- [Problem to work on]
Your answer should consist solely of the lines from the first line of the data through the line with "const HALF: [[f64;", each reproduced exactly.

- [Stored data]
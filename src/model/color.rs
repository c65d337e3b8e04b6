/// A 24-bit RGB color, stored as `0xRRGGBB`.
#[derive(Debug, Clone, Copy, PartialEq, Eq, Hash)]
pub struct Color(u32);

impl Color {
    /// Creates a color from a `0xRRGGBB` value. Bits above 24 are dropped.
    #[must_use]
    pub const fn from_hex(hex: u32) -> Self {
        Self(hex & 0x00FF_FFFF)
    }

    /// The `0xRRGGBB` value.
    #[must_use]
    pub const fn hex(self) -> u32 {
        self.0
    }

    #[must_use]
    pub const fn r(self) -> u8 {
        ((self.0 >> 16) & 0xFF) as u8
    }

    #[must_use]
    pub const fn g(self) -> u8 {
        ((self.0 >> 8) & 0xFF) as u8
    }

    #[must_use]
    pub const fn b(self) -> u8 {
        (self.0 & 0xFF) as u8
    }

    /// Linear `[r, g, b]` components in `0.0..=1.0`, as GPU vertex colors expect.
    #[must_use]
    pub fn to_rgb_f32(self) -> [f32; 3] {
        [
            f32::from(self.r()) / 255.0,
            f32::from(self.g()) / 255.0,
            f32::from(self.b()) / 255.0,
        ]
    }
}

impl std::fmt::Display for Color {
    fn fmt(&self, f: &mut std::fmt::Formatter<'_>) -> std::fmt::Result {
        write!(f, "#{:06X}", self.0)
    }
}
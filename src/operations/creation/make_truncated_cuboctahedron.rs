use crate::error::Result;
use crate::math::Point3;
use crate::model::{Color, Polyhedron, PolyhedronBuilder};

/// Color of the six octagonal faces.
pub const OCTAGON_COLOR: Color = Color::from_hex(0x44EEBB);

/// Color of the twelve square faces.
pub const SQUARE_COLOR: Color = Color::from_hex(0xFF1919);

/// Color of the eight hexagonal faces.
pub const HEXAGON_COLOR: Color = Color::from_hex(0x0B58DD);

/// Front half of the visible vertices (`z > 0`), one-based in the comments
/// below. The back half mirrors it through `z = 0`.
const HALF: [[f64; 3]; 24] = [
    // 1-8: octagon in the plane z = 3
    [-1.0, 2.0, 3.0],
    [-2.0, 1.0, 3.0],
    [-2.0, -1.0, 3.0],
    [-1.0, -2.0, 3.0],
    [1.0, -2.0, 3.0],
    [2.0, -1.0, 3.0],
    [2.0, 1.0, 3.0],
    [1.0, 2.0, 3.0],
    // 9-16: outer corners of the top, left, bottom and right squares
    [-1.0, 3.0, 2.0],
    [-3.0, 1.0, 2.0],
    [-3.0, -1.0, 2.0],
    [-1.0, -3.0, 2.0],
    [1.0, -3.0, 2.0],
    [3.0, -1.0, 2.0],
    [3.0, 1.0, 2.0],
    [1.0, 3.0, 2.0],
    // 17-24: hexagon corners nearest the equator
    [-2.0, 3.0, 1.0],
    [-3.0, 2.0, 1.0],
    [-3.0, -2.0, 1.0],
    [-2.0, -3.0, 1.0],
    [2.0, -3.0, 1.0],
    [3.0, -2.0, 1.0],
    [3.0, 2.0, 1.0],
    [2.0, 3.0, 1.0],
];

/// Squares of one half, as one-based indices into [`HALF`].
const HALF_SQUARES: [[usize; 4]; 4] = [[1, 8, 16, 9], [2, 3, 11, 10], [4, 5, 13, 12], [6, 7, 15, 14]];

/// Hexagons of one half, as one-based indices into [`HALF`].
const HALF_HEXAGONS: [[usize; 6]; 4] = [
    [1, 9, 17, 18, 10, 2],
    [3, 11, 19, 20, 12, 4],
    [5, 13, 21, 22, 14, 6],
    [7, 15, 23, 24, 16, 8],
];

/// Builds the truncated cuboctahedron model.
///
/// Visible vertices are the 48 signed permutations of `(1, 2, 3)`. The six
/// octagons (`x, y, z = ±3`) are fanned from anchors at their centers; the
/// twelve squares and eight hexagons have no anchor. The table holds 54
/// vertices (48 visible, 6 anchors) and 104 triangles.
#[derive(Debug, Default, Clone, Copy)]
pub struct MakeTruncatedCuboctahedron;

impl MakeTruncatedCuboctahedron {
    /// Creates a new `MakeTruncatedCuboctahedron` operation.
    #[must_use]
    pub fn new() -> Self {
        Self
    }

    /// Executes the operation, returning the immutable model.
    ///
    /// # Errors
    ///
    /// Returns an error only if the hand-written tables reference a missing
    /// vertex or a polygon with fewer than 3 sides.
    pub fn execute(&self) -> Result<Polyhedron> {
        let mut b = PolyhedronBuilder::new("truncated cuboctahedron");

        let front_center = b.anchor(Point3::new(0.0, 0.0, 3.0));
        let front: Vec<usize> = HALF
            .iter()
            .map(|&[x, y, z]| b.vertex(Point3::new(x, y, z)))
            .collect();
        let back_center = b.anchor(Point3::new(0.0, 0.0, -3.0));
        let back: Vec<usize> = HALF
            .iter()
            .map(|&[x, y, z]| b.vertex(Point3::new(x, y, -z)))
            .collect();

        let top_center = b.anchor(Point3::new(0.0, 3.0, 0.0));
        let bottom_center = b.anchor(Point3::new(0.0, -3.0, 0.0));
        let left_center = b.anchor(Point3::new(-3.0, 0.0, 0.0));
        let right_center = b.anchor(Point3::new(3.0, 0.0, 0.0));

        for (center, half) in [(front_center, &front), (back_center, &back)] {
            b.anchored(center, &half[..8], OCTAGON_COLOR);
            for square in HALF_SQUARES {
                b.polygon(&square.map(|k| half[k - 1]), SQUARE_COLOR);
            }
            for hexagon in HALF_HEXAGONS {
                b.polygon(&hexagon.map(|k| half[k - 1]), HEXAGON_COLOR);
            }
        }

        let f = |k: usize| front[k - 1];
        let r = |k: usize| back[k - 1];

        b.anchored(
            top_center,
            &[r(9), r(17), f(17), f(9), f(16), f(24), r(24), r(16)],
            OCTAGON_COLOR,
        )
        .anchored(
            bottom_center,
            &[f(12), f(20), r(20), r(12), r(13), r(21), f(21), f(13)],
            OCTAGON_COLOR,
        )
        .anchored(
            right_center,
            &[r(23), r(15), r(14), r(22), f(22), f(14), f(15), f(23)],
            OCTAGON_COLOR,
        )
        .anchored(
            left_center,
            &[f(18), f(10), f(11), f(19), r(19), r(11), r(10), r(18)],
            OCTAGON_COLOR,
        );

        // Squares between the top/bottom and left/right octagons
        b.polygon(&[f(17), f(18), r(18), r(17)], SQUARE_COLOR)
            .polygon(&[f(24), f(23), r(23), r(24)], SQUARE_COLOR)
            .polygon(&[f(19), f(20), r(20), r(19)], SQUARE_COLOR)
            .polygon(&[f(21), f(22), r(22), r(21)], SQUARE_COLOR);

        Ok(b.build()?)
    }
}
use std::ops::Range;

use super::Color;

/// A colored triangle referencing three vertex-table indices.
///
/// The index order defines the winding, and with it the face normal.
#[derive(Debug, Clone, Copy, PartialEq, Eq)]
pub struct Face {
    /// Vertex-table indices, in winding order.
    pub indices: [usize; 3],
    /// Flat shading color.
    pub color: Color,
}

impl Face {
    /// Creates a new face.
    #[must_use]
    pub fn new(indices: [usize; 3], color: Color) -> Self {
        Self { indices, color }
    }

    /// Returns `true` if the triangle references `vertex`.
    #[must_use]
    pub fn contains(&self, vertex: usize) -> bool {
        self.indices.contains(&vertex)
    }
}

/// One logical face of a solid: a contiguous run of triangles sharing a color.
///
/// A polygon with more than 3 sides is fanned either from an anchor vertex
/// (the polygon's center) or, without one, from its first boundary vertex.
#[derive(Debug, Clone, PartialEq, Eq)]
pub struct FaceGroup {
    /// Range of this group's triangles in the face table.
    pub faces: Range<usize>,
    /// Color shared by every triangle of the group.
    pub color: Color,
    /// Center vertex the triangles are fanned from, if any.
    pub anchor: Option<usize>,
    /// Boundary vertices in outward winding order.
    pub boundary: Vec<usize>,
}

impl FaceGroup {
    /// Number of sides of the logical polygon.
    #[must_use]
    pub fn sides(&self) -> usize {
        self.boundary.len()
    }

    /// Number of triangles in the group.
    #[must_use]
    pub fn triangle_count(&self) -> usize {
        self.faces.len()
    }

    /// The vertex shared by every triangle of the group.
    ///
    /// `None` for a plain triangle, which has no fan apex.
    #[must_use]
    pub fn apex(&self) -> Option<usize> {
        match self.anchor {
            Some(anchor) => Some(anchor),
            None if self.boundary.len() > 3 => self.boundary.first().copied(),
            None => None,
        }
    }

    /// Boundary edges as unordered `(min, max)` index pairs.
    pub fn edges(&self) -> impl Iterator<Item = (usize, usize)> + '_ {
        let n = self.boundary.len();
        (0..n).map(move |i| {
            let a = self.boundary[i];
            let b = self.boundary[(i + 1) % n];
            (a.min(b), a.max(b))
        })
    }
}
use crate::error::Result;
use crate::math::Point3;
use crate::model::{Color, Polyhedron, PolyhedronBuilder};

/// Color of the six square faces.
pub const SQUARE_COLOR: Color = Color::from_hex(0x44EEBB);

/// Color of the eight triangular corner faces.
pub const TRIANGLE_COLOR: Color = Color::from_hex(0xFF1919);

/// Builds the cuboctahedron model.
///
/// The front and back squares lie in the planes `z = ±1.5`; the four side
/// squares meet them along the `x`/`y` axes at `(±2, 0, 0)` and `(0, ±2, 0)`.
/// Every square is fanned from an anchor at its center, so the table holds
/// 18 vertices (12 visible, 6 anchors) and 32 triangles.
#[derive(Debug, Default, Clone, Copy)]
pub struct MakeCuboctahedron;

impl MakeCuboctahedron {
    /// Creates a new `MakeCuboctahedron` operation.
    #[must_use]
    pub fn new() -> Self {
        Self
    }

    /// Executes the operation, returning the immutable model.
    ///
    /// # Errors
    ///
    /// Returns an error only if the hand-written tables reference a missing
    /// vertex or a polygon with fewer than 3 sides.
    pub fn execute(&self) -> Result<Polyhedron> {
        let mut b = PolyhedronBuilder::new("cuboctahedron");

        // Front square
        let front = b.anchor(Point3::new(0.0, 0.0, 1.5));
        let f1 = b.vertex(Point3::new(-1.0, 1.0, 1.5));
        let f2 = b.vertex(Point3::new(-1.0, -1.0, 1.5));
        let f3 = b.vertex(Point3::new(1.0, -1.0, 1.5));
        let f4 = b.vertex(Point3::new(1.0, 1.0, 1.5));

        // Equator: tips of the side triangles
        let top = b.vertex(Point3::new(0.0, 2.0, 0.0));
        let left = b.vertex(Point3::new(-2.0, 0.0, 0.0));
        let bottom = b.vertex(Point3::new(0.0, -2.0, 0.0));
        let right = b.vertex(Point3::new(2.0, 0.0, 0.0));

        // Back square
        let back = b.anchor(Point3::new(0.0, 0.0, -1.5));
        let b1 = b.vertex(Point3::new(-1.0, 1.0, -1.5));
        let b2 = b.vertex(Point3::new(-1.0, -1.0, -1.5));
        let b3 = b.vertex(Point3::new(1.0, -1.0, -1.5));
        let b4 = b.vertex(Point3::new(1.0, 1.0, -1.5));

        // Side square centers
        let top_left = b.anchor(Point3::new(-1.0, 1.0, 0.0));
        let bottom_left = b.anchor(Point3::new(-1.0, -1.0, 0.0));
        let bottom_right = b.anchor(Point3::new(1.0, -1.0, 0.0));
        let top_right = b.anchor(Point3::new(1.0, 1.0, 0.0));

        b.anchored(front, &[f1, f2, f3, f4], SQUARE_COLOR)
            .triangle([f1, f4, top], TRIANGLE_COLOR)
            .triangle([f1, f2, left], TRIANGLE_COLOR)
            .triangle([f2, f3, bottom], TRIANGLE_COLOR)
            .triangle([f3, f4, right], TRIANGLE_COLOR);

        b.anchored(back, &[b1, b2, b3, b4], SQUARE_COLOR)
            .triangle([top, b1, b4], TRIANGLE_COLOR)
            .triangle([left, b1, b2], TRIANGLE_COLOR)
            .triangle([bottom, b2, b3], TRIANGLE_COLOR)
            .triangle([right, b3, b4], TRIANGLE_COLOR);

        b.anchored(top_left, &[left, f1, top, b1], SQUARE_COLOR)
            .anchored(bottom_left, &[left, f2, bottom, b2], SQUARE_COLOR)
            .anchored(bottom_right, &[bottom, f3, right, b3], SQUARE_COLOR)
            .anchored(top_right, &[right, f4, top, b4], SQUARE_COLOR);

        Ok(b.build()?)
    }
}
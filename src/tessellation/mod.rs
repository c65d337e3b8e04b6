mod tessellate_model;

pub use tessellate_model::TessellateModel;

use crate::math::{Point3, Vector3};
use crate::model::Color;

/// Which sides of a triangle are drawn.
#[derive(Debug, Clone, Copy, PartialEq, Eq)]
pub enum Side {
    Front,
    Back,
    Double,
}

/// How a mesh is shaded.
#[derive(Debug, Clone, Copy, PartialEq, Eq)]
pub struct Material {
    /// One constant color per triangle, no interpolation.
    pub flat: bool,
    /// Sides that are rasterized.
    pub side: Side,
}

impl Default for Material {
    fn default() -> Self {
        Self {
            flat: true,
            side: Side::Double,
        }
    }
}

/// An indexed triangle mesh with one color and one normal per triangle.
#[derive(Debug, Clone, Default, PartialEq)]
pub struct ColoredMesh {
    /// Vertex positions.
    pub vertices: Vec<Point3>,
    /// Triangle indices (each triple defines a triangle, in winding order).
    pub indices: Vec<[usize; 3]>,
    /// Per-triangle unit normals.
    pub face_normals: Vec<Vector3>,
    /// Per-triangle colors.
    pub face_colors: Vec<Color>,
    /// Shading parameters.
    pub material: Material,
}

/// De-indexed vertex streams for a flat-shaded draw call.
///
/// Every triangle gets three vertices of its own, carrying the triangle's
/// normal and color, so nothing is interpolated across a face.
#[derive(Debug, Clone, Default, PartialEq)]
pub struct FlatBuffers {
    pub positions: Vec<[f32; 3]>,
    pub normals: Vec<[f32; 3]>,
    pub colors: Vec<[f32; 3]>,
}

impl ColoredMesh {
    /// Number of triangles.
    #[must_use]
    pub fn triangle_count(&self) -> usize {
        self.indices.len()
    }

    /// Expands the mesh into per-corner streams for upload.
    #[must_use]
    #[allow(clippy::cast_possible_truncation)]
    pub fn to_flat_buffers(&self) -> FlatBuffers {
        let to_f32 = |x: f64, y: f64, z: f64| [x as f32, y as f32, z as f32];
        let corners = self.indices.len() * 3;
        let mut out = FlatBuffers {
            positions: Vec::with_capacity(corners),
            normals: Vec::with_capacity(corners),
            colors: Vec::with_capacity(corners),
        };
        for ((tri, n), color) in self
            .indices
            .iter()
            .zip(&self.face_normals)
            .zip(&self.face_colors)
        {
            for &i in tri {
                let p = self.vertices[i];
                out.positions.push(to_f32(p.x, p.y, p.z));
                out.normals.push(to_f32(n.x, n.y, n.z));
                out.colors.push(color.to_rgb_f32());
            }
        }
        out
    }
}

- [Exercise result]
filename src/model/color.rs
repository c65d337e3b8e04b6
/// A 24-bit RGB color, stored as `0xRRGGBB`.
#[derive(Debug, Clone, Copy, PartialEq, Eq, Hash)]
pub struct Color(u32);

impl Color {
    /// Creates a color from a `0xRRGGBB` value. Bits above 24 are dropped.
    #[must_use]
    pub const fn from_hex(hex: u32) -> Self {
        Self(hex & 0x00FF_FFFF)
    }

    /// The `0xRRGGBB` value.
    #[must_use]
    pub const fn hex(self) -> u32 {
        self.0
    }

    #[must_use]
    pub const fn r(self) -> u8 {
        ((self.0 >> 16) & 0xFF) as u8
    }

    #[must_use]
    pub const fn g(self) -> u8 {
        ((self.0 >> 8) & 0xFF) as u8
    }

    #[must_use]
    pub const fn b(self) -> u8 {
        (self.0 & 0xFF) as u8
    }

    /// Linear `[r, g, b]` components in `0.0..=1.0`, as GPU vertex colors expect.
    #[must_use]
    pub fn to_rgb_f32(self) -> [f32; 3] {
        [
            f32::from(self.r()) / 255.0,
            f32::from(self.g()) / 255.0,
            f32::from(self.b()) / 255.0,
        ]
    }
}

impl std::fmt::Display for Color {
    fn fmt(&self, f: &mut std::fmt::Formatter<'_>) -> std::fmt::Result {
        write!(f, "#{:06X}", self.0)
    }
}
filename src/operations/creation/make_truncated_cuboctahedron.rs
use crate::error::Result;
use crate::math::Point3;
use crate::model::{Color, Polyhedron, PolyhedronBuilder};

/// Color of the six octagonal faces.
pub const OCTAGON_COLOR: Color = Color::from_hex(0x44EEBB);

/// Color of the twelve square faces.
pub const SQUARE_COLOR: Color = Color::from_hex(0xFF1919);

/// Color of the eight hexagonal faces.
pub const HEXAGON_COLOR: Color = Color::from_hex(0x0B58DD);

/// Front half of the visible vertices (`z > 0`), one-based in the comments
/// below. The back half mirrors it through `z = 0`.
const HALF: [[f64; 3]; 24] = [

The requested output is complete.